··· STORED DATA ···

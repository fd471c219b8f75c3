//! Shared data types
//!
//! Raw spans as received, their canonical normalized form, aggregation
//! nodes and query shapes.

mod canonical;
mod enums;
mod query;
mod raw;

/// Root of the canonical attribute namespace.
pub const CANONICAL_PREFIX: &str = "ag.";

// Re-export enum types
pub use enums::{FeatureGroup, SpanKind, SpanType, StatusCode, TraceType};

// Re-export raw (ingestion input) types
pub use raw::{RawEvent, RawLink, RawSpan};

// Re-export canonical types
pub use canonical::{
    Accumulated, CanonicalAttributes, ExceptionRecord, LinkRecord, MODEL_META_PATHS, SpanNode,
    SpanTypes, TokenUsage, metric_paths,
};

// Re-export query types
pub use query::{
    Bucket, Focus, Grouping, QueryOutput, QueryRequest, SortOrder, TraceView, Windowing,
};
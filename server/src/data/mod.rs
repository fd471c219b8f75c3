//! Data layer
//!
//! - `types` - Raw, canonical and query types shared across the crate
//! - `filters` - Filter expressions over span fields and `ag.*` attributes
//! - `traits` - Storage collaborator trait
//! - `memory` - In-memory reference backend
//! - `error` - Storage error type

pub mod error;
pub mod filters;
pub mod memory;
pub mod traits;
pub mod types;

pub use error::DataError;
pub use memory::MemorySpanRepository;
pub use traits::SpanRepository;
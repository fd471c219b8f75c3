//! Pricing service for LLM cost calculations
//!
//! Prices are kept in USD per 1 000 000 tokens. The active table is an
//! `Arc<PriceTable>` snapshot behind a read-heavy lock and is swapped whole
//! on refresh, so a reader never sees a half-updated table.
//!
//! Lookup order: exact → suffix after the last `/` → alias (`-latest`
//! stripped) → family (date suffix stripped).

mod source;

use std::collections::HashMap;
use std::sync::{Arc, OnceLock};

use chrono::{DateTime, TimeDelta, Utc};
use parking_lot::{Mutex, RwLock};
use serde::Serialize;
use thiserror::Error;
use tokio::sync::watch;
use tokio::task::JoinHandle;

use crate::utils::time::Clock;

pub use source::{FilePricingSource, HttpPricingSource, PricingSource, StaticPricingSource};

/// LiteLLM quotes per-token prices.
const TOKENS_PER_UNIT: f64 = 1_000_000.0;

/// A refreshed table must keep at least this share of the current models.
const MIN_REFRESH_RATIO_PERCENT: usize = 50;

// ============================================================================
// ERROR TYPE
// ============================================================================

#[derive(Error, Debug)]
pub enum PricingError {
    #[error("Failed to parse pricing data: {0}")]
    ParseError(String),
    #[error("IO error: {0}")]
    Io(#[from] std::io::Error),
    #[error("HTTP error: {0}")]
    Http(#[from] reqwest::Error),
    #[error("Pricing source returned HTTP {0}")]
    Status(u16),
    #[error("Refreshed table has too few models ({new} < half of {current})")]
    TooFewModels { current: usize, new: usize },
}

// ============================================================================
// PRICE TABLE
// ============================================================================

/// Per-model prices in USD per 1M tokens.
#[derive(Debug, Clone, Copy, PartialEq, Default, Serialize)]
pub struct ModelPrice {
    pub input: f64,
    pub output: f64,
}

impl ModelPrice {
    pub fn new(input: f64, output: f64) -> Self {
        Self { input, output }
    }

    pub fn cost(&self, prompt_tokens: u64, completion_tokens: u64) -> f64 {
        (prompt_tokens as f64 * self.input + completion_tokens as f64 * self.output)
            / TOKENS_PER_UNIT
    }
}

/// How a model name was matched against the table.
#[derive(Debug, Clone, Copy, PartialEq, Eq, Default, Serialize)]
#[serde(rename_all = "snake_case")]
pub enum MatchType {
    /// Exact key (case-insensitive)
    Exact,
    /// Provider path stripped, e.g. `openai/gpt-4o` → `gpt-4o`
    Suffix,
    /// `-latest` / `:latest` stripped
    Alias,
    /// Date suffix stripped, e.g. `gpt-4o-2024-08-06` → `gpt-4o`
    Family,
    #[default]
    NotFound,
}

impl MatchType {
    pub fn confidence(self) -> f64 {
        match self {
            MatchType::Exact => 1.0,
            MatchType::Suffix => 0.95,
            MatchType::Alias => 0.85,
            MatchType::Family => 0.70,
            MatchType::NotFound => 0.0,
        }
    }
}

#[derive(Debug, Clone, Default)]
pub struct PriceTable {
    /// Lowercase model key → price
    models: HashMap<String, ModelPrice>,
}

impl PriceTable {
    pub fn new() -> Self {
        Self::default()
    }

    pub fn insert(&mut self, model: &str, price: ModelPrice) {
        self.models.insert(model.to_lowercase(), price);
    }

    pub fn len(&self) -> usize {
        self.models.len()
    }

    pub fn is_empty(&self) -> bool {
        self.models.is_empty()
    }

    /// Parse LiteLLM `model_prices_and_context_window.json`.
    ///
    /// Entries without prices (image generation, the `sample_spec` doc entry)
    /// are skipped, as are negative prices.
    pub fn from_litellm_json(json: &str) -> Result<Self, PricingError> {
        let raw: serde_json::Value =
            serde_json::from_str(json).map_err(|e| PricingError::ParseError(e.to_string()))?;
        let obj = raw
            .as_object()
            .ok_or_else(|| PricingError::ParseError("Expected JSON object".into()))?;

        let mut table = Self::new();
        for (key, value) in obj {
            if key == "sample_spec" {
                continue;
            }
            let Some(entry) = value.as_object() else {
                continue;
            };
            let per_token = |field: &str| entry.get(field).and_then(|v| v.as_f64()).unwrap_or(0.0);
            let input = per_token("input_cost_per_token");
            let output = per_token("output_cost_per_token");

            if input == 0.0 && output == 0.0 {
                continue;
            }
            if input < 0.0 || output < 0.0 {
                tracing::warn!(model = %key, "Skipping model with negative pricing");
                continue;
            }
            table.insert(
                key,
                ModelPrice::new(input * TOKENS_PER_UNIT, output * TOKENS_PER_UNIT),
            );
        }
        Ok(table)
    }

    pub fn lookup(&self, model: &str) -> Option<(ModelPrice, MatchType)> {
        let model = model.trim().to_lowercase();
        if model.is_empty() {
            return None;
        }

        if let Some(price) = self.models.get(&model) {
            return Some((*price, MatchType::Exact));
        }

        let suffix = model
            .rsplit_once('/')
            .map(|(_, tail)| tail)
            .filter(|tail| !tail.is_empty());
        if let Some(tail) = suffix
            && let Some(price) = self.models.get(tail)
        {
            return Some((*price, MatchType::Suffix));
        }

        let candidates: Vec<&str> = std::iter::once(model.as_str()).chain(suffix).collect();

        for &name in &candidates {
            if let Some(base) = strip_latest_alias(name)
                && let Some(price) = self.models.get(base)
            {
                return Some((*price, MatchType::Alias));
            }
        }

        for &name in &candidates {
            let family = strip_date_suffix(strip_latest_alias(name).unwrap_or(name));
            if family != name
                && let Some(price) = self.models.get(&family)
            {
                return Some((*price, MatchType::Family));
            }
        }

        None
    }
}

fn strip_latest_alias(model: &str) -> Option<&str> {
    model
        .strip_suffix("-latest")
        .or_else(|| model.strip_suffix(":latest"))
        .filter(|base| !base.is_empty())
}

/// Strip date suffixes: `claude-3-5-sonnet-20241022` → `claude-3-5-sonnet`,
/// `gpt-4o-2024-11-20` → `gpt-4o`.
fn strip_date_suffix(model: &str) -> String {
    static RE_DATE: OnceLock<Option<regex::Regex>> = OnceLock::new();

    let re = RE_DATE.get_or_init(|| regex::Regex::new(r"-(\d{8}|\d{4}-\d{2}-\d{2})$").ok());
    match re {
        Some(re) => re.replace(model, "").into_owned(),
        None => model.to_string(),
    }
}

// ============================================================================
// PRICING SERVICE
// ============================================================================

/// Price-table cache with an injected source, refresh interval and clock.
pub struct PricingService {
    source: Arc<dyn PricingSource>,
    table: RwLock<Option<Arc<PriceTable>>>,
    last_attempt: Mutex<Option<DateTime<Utc>>>,
    refresh_interval: TimeDelta,
    clock: Arc<dyn Clock>,
}

impl PricingService {
    pub fn new(
        source: Arc<dyn PricingSource>,
        refresh_interval: TimeDelta,
        clock: Arc<dyn Clock>,
    ) -> Self {
        Self {
            source,
            table: RwLock::new(None),
            last_attempt: Mutex::new(None),
            refresh_interval,
            clock,
        }
    }

    /// Current snapshot, if any table was ever loaded.
    pub fn table(&self) -> Option<Arc<PriceTable>> {
        self.table.read().clone()
    }

    pub fn source_name(&self) -> &str {
        self.source.name()
    }

    pub fn lookup(&self, model: &str) -> Option<(ModelPrice, MatchType)> {
        self.table.read().as_ref()?.lookup(model)
    }

    /// True when no attempt was made yet or the interval has elapsed since
    /// the last one.
    pub fn is_stale(&self) -> bool {
        match *self.last_attempt.lock() {
            None => true,
            Some(at) => self.clock.now() - at >= self.refresh_interval,
        }
    }

    /// Fetch from the source and swap the table in. Returns the new model
    /// count.
    pub async fn refresh(&self) -> Result<usize, PricingError> {
        let fetched = self.source.fetch().await?;
        let new = fetched.len();

        let current = self.table.read().as_ref().map_or(0, |t| t.len());
        if new * 100 < current * MIN_REFRESH_RATIO_PERCENT {
            return Err(PricingError::TooFewModels { current, new });
        }

        *self.table.write() = Some(Arc::new(fetched));
        tracing::debug!(source = %self.source.name(), models = new, "Price table refreshed");
        Ok(new)
    }

    /// Refresh when stale. The attempt time is recorded before fetching so
    /// concurrent callers trigger a single fetch. Failures keep the previous
    /// table.
    pub async fn refresh_if_stale(&self) -> bool {
        {
            let mut last_attempt = self.last_attempt.lock();
            let now = self.clock.now();
            if let Some(at) = *last_attempt
                && now - at < self.refresh_interval
            {
                return false;
            }
            *last_attempt = Some(now);
        }

        match self.refresh().await {
            Ok(_) => true,
            Err(e) => {
                if self.table.read().is_some() {
                    tracing::warn!(
                        source = %self.source.name(),
                        error = %e,
                        "Pricing refresh failed, keeping cached table"
                    );
                } else {
                    tracing::error!(
                        source = %self.source.name(),
                        error = %e,
                        "Pricing source unavailable, costs will be zero"
                    );
                }
                false
            }
        }
    }

    /// Start background sync task. Returns `None` when the interval is not
    /// positive.
    pub fn start_sync_task(
        self: &Arc<Self>,
        mut shutdown_rx: watch::Receiver<bool>,
    ) -> Option<JoinHandle<()>> {
        let interval = self
            .refresh_interval
            .to_std()
            .ok()
            .filter(|d| !d.is_zero())?;
        let service = Arc::clone(self);

        Some(tokio::spawn(async move {
            let mut timer = tokio::time::interval(interval);
            loop {
                tokio::select! {
                    biased;
                    _ = shutdown_rx.changed() => {
                        if *shutdown_rx.borrow() {
                            break;
                        }
                    }
                    _ = timer.tick() => {
                        service.refresh_if_stale().await;
                    }
                }
            }
        }))
    }
}

// ============================================================================
// TESTS
// ============================================================================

···

_PROBLEM:_
From the data above, gather every line that includes the word "Returns".

_SOLUTION FOR THIS TASK:_
    /// Fetch from the source and swap the table in. Returns the new model
    /// Start background sync task. Returns `None` when the interval is not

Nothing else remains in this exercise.